Nuvens

11 1 0
                                    

Encher a xícara, sentar. Beber o café. Levantar, pegar outra. É a pequena rotina da tarde. Às vezes fazendo algo produtivo. O resto, apenas puro capricho. Tem momentos em que nem eu me reconheço. Desejos inesperados por atividades inabituais, como podar a árvore do jardim. O importante é manter a mente ocupada. Evita pensar demais em problemas desnecessários. A propósito, isso é um defeito do ser humano. Cá entre nós, você também sabe disso. É muito mais interessante cuidar de uma mancha na roupa do que papéis de escritório. É muito mais empolgante catar fios de cabelo na mesa a ter que digitar um relatório. O tempo passa mais rápido observando formigas carregando lascas de folhas do que quando você precisa ver vários ônibus passando antes de ir ao trabalho.

No meu caso, fico vendo o vapor dançar sobre o café, as gotinhas se formando na beirada da xícara, segurando-a pelo fundo até que meus dedos queimem. Faço qualquer coisa. Desde pequeno negava as obrigações e abraçava a procrastinação. Aliás, creio que qualquer ser humano seja assim naturalmente.

Fico pensando na causa disso enquanto trago meu café. Até me levantei e fui olhar os carros transitarem pela rua. As pessoas com rumos que eu nunca saberei. Nuvens vagando até sumirem. Inclusive, acredito que algumas pessoas sejam como as nuvens. Suas vidas inteiras vivendo como nuvens. Surgem silenciosamente no mundo, vagam por um tempo e depois somem tão quietas como surgiram.

Me dá arrepios ser uma pessoa assim. Ser uma alma silenciosa no mundo, que está ali sem estar. Uma alma que ninguém sabe de onde veio, do que é feito e para onde vai. Uma alma que irá sumir em breve.

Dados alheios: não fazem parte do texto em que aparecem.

//! Credential storage for remembered server connections.
//!
//! The bootstrap orchestrator remembers the auth key of the last connected
//! server so unattended reconnection can run on the next start. Secrets go
//! through the [`CredentialStore`] seam: an OS keyring implementation behind
//! the `os-keyring` feature, and an in-memory implementation for tests and
//! headless use.

use std::{
    collections::HashMap,
    sync::{Arc, RwLock},
};

use thiserror::Error;

#[derive(Debug, Error, Clone, PartialEq, Eq)]
pub enum CredentialStoreError {
    #[error("no credential stored")]
    Missing,
    #[error("credential store unavailable: {0}")]
    Unavailable(String),
    #[error("credential store backend failure: {0}")]
    Backend(String),
}

/// Keyed secret storage. Accounts are server addresses; services namespace
/// one application install from another.
pub trait CredentialStore: Send + Sync {
    fn store(
        &self,
        service: &str,
        account: &str,
        secret: &str,
    ) -> Result<(), CredentialStoreError>;

    fn load(&self, service: &str, account: &str) -> Result<String, CredentialStoreError>;

    fn forget(&self, service: &str, account: &str) -> Result<(), CredentialStoreError>;
}

/// Process-local credential store used by tests and the smoke binary.
#[derive(Clone, Default)]
pub struct InMemoryCredentialStore {
    secrets: Arc<RwLock<HashMap<(String, String), String>>>,
}

impl CredentialStore for InMemoryCredentialStore {
    fn store(
        &self,
        service: &str,
        account: &str,
        secret: &str,
    ) -> Result<(), CredentialStoreError> {
        let mut secrets = self
            .secrets
            .write()
            .map_err(|_| CredentialStoreError::Backend("poisoned lock".to_owned()))?;
        secrets.insert((service.to_owned(), account.to_owned()), secret.to_owned());
        Ok(())
    }

    fn load(&self, service: &str, account: &str) -> Result<String, CredentialStoreError> {
        let secrets = self
            .secrets
            .read()
            .map_err(|_| CredentialStoreError::Backend("poisoned lock".to_owned()))?;
        secrets
            .get(&(service.to_owned(), account.to_owned()))
            .cloned()
            .ok_or(CredentialStoreError::Missing)
    }

    fn forget(&self, service: &str, account: &str) -> Result<(), CredentialStoreError> {
        let mut secrets = self
            .secrets
            .write()
            .map_err(|_| CredentialStoreError::Backend("poisoned lock".to_owned()))?;
        if secrets
            .remove(&(service.to_owned(), account.to_owned()))
            .is_none()
        {
            return Err(CredentialStoreError::Missing);
        }
        Ok(())
    }
}

/// Credential store backed by the OS keyring.
#[cfg(feature = "os-keyring")]
#[derive(Default, Clone, Copy)]
pub struct OsKeyringCredentialStore;

#[cfg(feature = "os-keyring")]
impl CredentialStore for OsKeyringCredentialStore {
    fn store(
        &self,
        service: &str,
        account: &str,
        secret: &str,
    ) -> Result<(), CredentialStoreError> {
        let entry = keyring::Entry::new(service, account)
            .map_err(|err| CredentialStoreError::Backend(err.to_string()))?;
        entry
            .set_password(secret)
            .map_err(|err| CredentialStoreError::Backend(err.to_string()))
    }

    fn load(&self, service: &str, account: &str) -> Result<String, CredentialStoreError> {
        let entry = keyring::Entry::new(service, account)
            .map_err(|err| CredentialStoreError::Backend(err.to_string()))?;
        entry.get_password().map_err(|err| match err {
            keyring::Error::NoEntry => CredentialStoreError::Missing,
            other => CredentialStoreError::Backend(other.to_string()),
        })
    }

    fn forget(&self, service: &str, account: &str) -> Result<(), CredentialStoreError> {
        let entry = keyring::Entry::new(service, account)
            .map_err(|err| CredentialStoreError::Backend(err.to_string()))?;
        entry.delete_credential().map_err(|err| match err {
            keyring::Error::NoEntry => CredentialStoreError::Missing,
            other => CredentialStoreError::Backend(other.to_string()),
        })
    }
}

/// Store handle pinned to one service name.
///
/// Holds the backing store as a trait object so orchestration code does not
/// carry a store type parameter.
#[derive(Clone)]
pub struct ScopedCredentialStore {
    inner: Arc<dyn CredentialStore>,
    service: String,
}

impl ScopedCredentialStore {
    pub fn new(inner: Arc<dyn CredentialStore>, service: impl Into<String>) -> Self {
        Self {
            inner,
            service: service.into(),
        }
    }

    pub fn store(&self, account: &str, secret: &str) -> Result<(), CredentialStoreError> {
        self.inner.store(&self.service, account, secret)
    }

    pub fn load(&self, account: &str) -> Result<String, CredentialStoreError> {
        self.inner.load(&self.service, account)
    }

    pub fn forget(&self, account: &str) -> Result<(), CredentialStoreError> {
        self.inner.forget(&self.service, account)
    }
}

#[cfg(test)]
mod tests {
    use super::*;

    #[test]
    fn in_memory_roundtrip() {
        let store = InMemoryCredentialStore::default();
        store
            .store("lark", "https://imsg.example.com:1234", "auth-key")
            .expect("store should work");

        let loaded = store
            .load("lark", "https://imsg.example.com:1234")
            .expect("load should work");
        assert_eq!(loaded, "auth-key");

        store
            .forget("lark", "https://imsg.example.com:1234")
            .expect("forget should work");
        assert_eq!(
            store.load("lark", "https://imsg.example.com:1234"),
            Err(CredentialStoreError::Missing)
        );
    }

    #[test]
    fn scoped_store_isolates_services() {
        let base = Arc::new(InMemoryCredentialStore::default());
        let a = ScopedCredentialStore::new(base.clone(), "lark-a");
        let b = ScopedCredentialStore::new(base, "lark-b");

        a.store("https://imsg.example.com", "one").expect("store a");
        b.store("https://imsg.example.com", "two").expect("store b");

        assert_eq!(a.load("https://imsg.example.com").expect("load a"), "one");
        assert_eq!(b.load("https://imsg.example.com").expect("load b"), "two");
    }

    struct UnavailableStore;

    impl CredentialStore for UnavailableStore {
        fn store(
            &self,
            _service: &str,
            _account: &str,
            _secret: &str,
        ) -> Result<(), CredentialStoreError> {
            Err(CredentialStoreError::Unavailable("mock outage".to_owned()))
        }

        fn load(&self, _service: &str, _account: &str) -> Result<String, CredentialStoreError> {
            Err(CredentialStoreError::Unavailable("mock outage".to_owned()))
        }

        fn forget(&self, _service: &str, _account: &str) -> Result<(), CredentialStoreError> {
            Err(CredentialStoreError::Unavailable("mock outage".to_owned()))
        }
    }

    #[test]
    fn outage_propagates_through_scoped_store() {
        let scoped = ScopedCredentialStore::new(Arc::new(UnavailableStore), "lark");
        let err = scoped
            .store("https://imsg.example.com", "auth-key")
            .expect_err("store must fail");
        assert_eq!(err, CredentialStoreError::Unavailable("mock outage".to_owned()));
    }
}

Acredito ser muito necessário que todas essas pessoas enuviadas chovam por ai, espalhem sua água, façam florescer jardins de afeto nos corações das outras, abafem o calor da saudade, lavem a tristeza da face dos outros.

Queria fazer isso, mas o máximo que consigo fazer é um café descente. É outra coisa que esqueci de mencionar. Além dos que precisam chover por ai, existem os que precisam aprender a não abrir um guarda-chuva quando uma garoa se aproximar. Precisamos de gente que esteja disposta a se molhar.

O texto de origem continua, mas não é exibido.